Go line by line through the records and tally those that include "segment". Respond with the tally only.

*** Opening of EXTRACTED MATERIAL ***

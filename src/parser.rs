//! ESA Sentinel-2 タイリンググリッド (KML) の読み込み
//!
//! 1つの `Placemark` が1タイルに対応する。タイルIDは `<name>`、
//! 境界は `Polygon/outerBoundaryIs/LinearRing/coordinates` から取得する。
//! `<description>` のHTML表に含まれる `EPSG` と `UTM_WKT` は照合用に保持する。

use std::collections::{HashMap, HashSet};
use std::fs::File;
use std::io::{BufRead, BufReader};
use std::path::Path;

use geo::{BoundingRect, Coord, LineString, Polygon};
use geozero::wkt::WktStr;
use geozero::ToGeo;
use quick_xml::events::Event;
use quick_xml::Reader;
use tracing::{debug, info, warn};

use crate::error::{GridError, Result};
use crate::geometry::{is_closed_ring, stitch_parts};
use crate::kmz::KmzHandler;
use crate::mgrs::MgrsTileId;
use crate::model::{ProjectedBounds, SourceGrid, TileRecord};

/// 拡張子 (.kml / .kmz) に応じてグリッドを読み込む
pub fn load_grid(path: &Path) -> Result<SourceGrid> {
    let ext = path
        .extension()
        .and_then(|s| s.to_str())
        .map(|s| s.to_ascii_lowercase())
        .unwrap_or_default();

    match ext.as_str() {
        "kml" => {
            info!("Loading grid KML: {:?}", path);
            let file = File::open(path)?;
            parse_grid_kml(BufReader::new(file))
        }
        "kmz" => {
            info!("Loading grid KMZ: {:?}", path);
            KmzHandler::new(path).parse_grid()
        }
        _ => Err(GridError::malformed(format!(
            "grid file must be .kml or .kmz: {:?}",
            path
        ))),
    }
}

#[derive(Default)]
struct PlacemarkBuilder {
    name: Option<String>,
    description: Option<String>,
    polygons: Vec<Polygon<f64>>,
    outer: Option<LineString<f64>>,
    inners: Vec<LineString<f64>>,
}

impl PlacemarkBuilder {
    fn finish_polygon(&mut self, index: usize) -> Result<()> {
        let outer = self.outer.take().ok_or_else(|| {
            GridError::malformed(format!("placemark #{}: polygon without outer boundary", index))
        })?;
        let inners = std::mem::take(&mut self.inners);
        self.polygons.push(Polygon::new(outer, inners));
        Ok(())
    }

    fn finish(self, index: usize) -> Result<TileRecord> {
        let fields = self
            .description
            .as_deref()
            .map(parse_description)
            .unwrap_or_default();

        let raw_id = self
            .name
            .filter(|n| !n.trim().is_empty())
            .or_else(|| fields.get("TILE_ID").cloned())
            .ok_or_else(|| {
                GridError::malformed(format!("placemark #{}: no tile identifier", index))
            })?;

        let tile_id = MgrsTileId::parse(&raw_id).map_err(|e| match e {
            GridError::MalformedInput(msg) => {
                GridError::malformed(format!("placemark #{}: {}", index, msg))
            }
            other => other,
        })?;

        if self.polygons.is_empty() {
            return Err(GridError::malformed(format!(
                "placemark #{} ({}): no polygon geometry",
                index, tile_id
            )));
        }

        let geometry = stitch_parts(&self.polygons).ok_or_else(|| {
            GridError::malformed(format!(
                "placemark #{} ({}): {} polygon parts cannot be merged into a single polygon",
                index,
                tile_id,
                self.polygons.len()
            ))
        })?;

        let declared_epsg = fields.get("EPSG").and_then(|v| v.trim().parse::<u32>().ok());
        let declared_utm_bounds = fields.get("UTM_WKT").and_then(|wkt| {
            let bounds = parse_utm_footprint(wkt);
            if bounds.is_none() {
                warn!("Tile {}: cannot read UTM_WKT '{}'", tile_id, wkt);
            }
            bounds
        });

        Ok(TileRecord {
            tile_id,
            geometry,
            declared_epsg,
            declared_utm_bounds,
        })
    }
}

/// KMLを解析してタイルレコード列を返す
pub fn parse_grid_kml<R: BufRead>(reader: R) -> Result<SourceGrid> {
    let mut reader = Reader::from_reader(reader);
    reader.config_mut().trim_text(true);

    let mut buf = Vec::new();
    let mut path: Vec<String> = Vec::new();
    let mut text = String::new();
    let mut placemark: Option<PlacemarkBuilder> = None;
    let mut placemark_count = 0usize;
    let mut records = Vec::new();

    loop {
        match reader.read_event_into(&mut buf) {
            Ok(Event::Start(e)) => {
                let name = String::from_utf8_lossy(e.local_name().as_ref()).to_lowercase();
                if name == "placemark" {
                    placemark_count += 1;
                    placemark = Some(PlacemarkBuilder::default());
                }
                path.push(name);
                text.clear();
            }
            Ok(Event::End(e)) => {
                let name = String::from_utf8_lossy(e.local_name().as_ref()).to_lowercase();
                let parent = path.len().checked_sub(2).and_then(|i| path.get(i)).cloned();

                if let Some(builder) = placemark.as_mut() {
                    match name.as_str() {
                        "name" if parent.as_deref() == Some("placemark") => {
                            builder.name = Some(text.trim().to_string());
                        }
                        "description" if parent.as_deref() == Some("placemark") => {
                            builder.description = Some(text.clone());
                        }
                        "coordinates" if parent.as_deref() == Some("linearring") => {
                            let ring = parse_ring(&text, placemark_count)?;
                            if path.iter().any(|p| p == "innerboundaryis") {
                                builder.inners.push(ring);
                            } else {
                                builder.outer = Some(ring);
                            }
                        }
                        "polygon" => builder.finish_polygon(placemark_count)?,
                        _ => {}
                    }
                }

                if name == "placemark" {
                    if let Some(builder) = placemark.take() {
                        let record = builder.finish(placemark_count)?;
                        debug!("Parsed tile {}", record.tile_id);
                        records.push(record);
                    }
                }

                path.pop();
                text.clear();
            }
            Ok(Event::Text(e)) => {
                // HTML断片などで実体参照が解決できない場合は生テキストを使う
                match e.unescape() {
                    Ok(t) => text.push_str(&t),
                    Err(_) => text.push_str(&String::from_utf8_lossy(&e)),
                }
            }
            Ok(Event::CData(e)) => text.push_str(&String::from_utf8_lossy(&e)),
            Ok(Event::Eof) => break,
            Err(e) => {
                return Err(GridError::malformed(format!(
                    "XML read error at position {}: {}",
                    reader.buffer_position(),
                    e
                )))
            }
            _ => {}
        }
        buf.clear();
    }

    let mut seen = HashSet::with_capacity(records.len());
    for record in &records {
        if !seen.insert(record.tile_id.clone()) {
            return Err(GridError::malformed(format!(
                "duplicate tile id {}",
                record.tile_id
            )));
        }
    }

    info!("Parsed {} tiles from grid", records.len());
    Ok(SourceGrid { records })
}

/// `lon,lat[,alt]` の空白区切り列を閉じたリングとして解析する
fn parse_ring(text: &str, index: usize) -> Result<LineString<f64>> {
    let coords = text
        .split_whitespace()
        .map(|tuple| parse_position(tuple, index))
        .collect::<Result<Vec<_>>>()?;

    if coords.len() < 4 {
        return Err(GridError::malformed(format!(
            "placemark #{}: ring has {} positions, at least 4 are required",
            index,
            coords.len()
        )));
    }
    if !is_closed_ring(&coords) {
        return Err(GridError::malformed(format!(
            "placemark #{}: ring is not closed",
            index
        )));
    }

    Ok(LineString::new(coords))
}

fn parse_position(tuple: &str, index: usize) -> Result<Coord<f64>> {
    let values = tuple
        .split(',')
        .map(|v| v.trim().parse::<f64>())
        .collect::<std::result::Result<Vec<_>, _>>()
        .map_err(|e| {
            GridError::malformed(format!(
                "placemark #{}: invalid coordinate '{}': {}",
                index, tuple, e
            ))
        })?;

    let (x, y) = match values.as_slice() {
        [x, y] | [x, y, _] => (*x, *y),
        _ => {
            return Err(GridError::malformed(format!(
                "placemark #{}: coordinate '{}' must be lon,lat[,alt]",
                index, tuple
            )))
        }
    };

    if !x.is_finite() || !(-90.0..=90.0).contains(&y) {
        return Err(GridError::malformed(format!(
            "placemark #{}: coordinate '{}' is out of range",
            index, tuple
        )));
    }

    Ok(Coord { x, y })
}

/// descriptionの `UTM_WKT` (例: `MULTIPOLYGON(((499980 5000040,...)))`) の外接矩形
pub fn parse_utm_footprint(wkt: &str) -> Option<ProjectedBounds> {
    let geometry = WktStr(wkt.trim()).to_geo().ok()?;
    let rect = geometry.bounding_rect()?;
    Some(ProjectedBounds {
        min_x: rect.min().x,
        min_y: rect.min().y,
        max_x: rect.max().x,
        max_y: rect.max().y,
    })
}

/// descriptionのHTML表 (`<b>KEY</b>...値...`) をキーと値の対応に変換する
pub fn parse_description(html: &str) -> HashMap<String, String> {
    let mut fields = HashMap::new();
    for segment in html.split("<b>").skip(1) {
        if let Some((key, rest)) = segment.split_once("</b>") {
            let key = strip_tags(key).trim().to_uppercase();
            let value = strip_tags(rest).trim().to_string();
            if !key.is_empty() {
                fields.insert(key, value);
            }
        }
    }
    fields
}

fn strip_tags(html: &str) -> String {
    let mut out = String::with_capacity(html.len());
    let mut in_tag = false;
    for c in html.chars() {
        match c {
            '<' => in_tag = true,
            '>' => in_tag = false,
            _ if !in_tag => out.push(c),
            _ => {}
        }
    }
    out
}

*** Close of EXTRACTED MATERIAL ***

→ OUTPUT OF THE EXERCISE:
2